This project studies the problems of law implementation in China. The problem of law implementation in China is many faceted and in part related to the political structure since political considerations often take precedence over procedural justice and an impartial application of laws and regulations. Another acknowledged and related problem is the widespread and endemic corruption within the judiciary, and the widespread lack of knowledge of laws and legal procedures within the administration of justice and among other actors. Other reasons for poor law implementation are related to the problem of weak institutions and departmental and local protectionism.
The researchers in the project aim to identify and analyze how different state and non-state actors affect the process and outcome of law implementation in various policy areas. Some of the members in the project focus on selected institutions, such as the judiciary and the people's congresses, while others focus on certain policy areas. Five different policy areas have been chosen for study: fair trial, labour rights, social security, cultural heritage, and information and communication technologies or ICTs.

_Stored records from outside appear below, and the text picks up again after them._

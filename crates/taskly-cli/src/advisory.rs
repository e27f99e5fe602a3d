//! Advisories printed to stderr
//!
//! Keeps stdout clean for `--json` and `--quiet` consumers.

use taskly_core::Advisory;

pub struct StderrAdvisory {
    quiet: bool,
}

impl StderrAdvisory {
    pub fn new(quiet: bool) -> Self {
        Self { quiet }
    }
}

impl Advisory for StderrAdvisory {
    fn advise(&self, message: &str) {
        if !self.quiet {
            eprintln!("⚠ {}", message);
        }
    }
}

Through studying a number of key institutional actors in various policy areas, the project will be able to make comparisons across policy areas and between different institutions.
The project has received funding from the Swedish Research Council and
SIDA and runs 2004-2006. It is based at the Centre of East and
South-East Asian Studies , Lund University, and also includes scholars
from Gothenburg University and Uppsala University. Contact person at the
Centre is Marina Svensson.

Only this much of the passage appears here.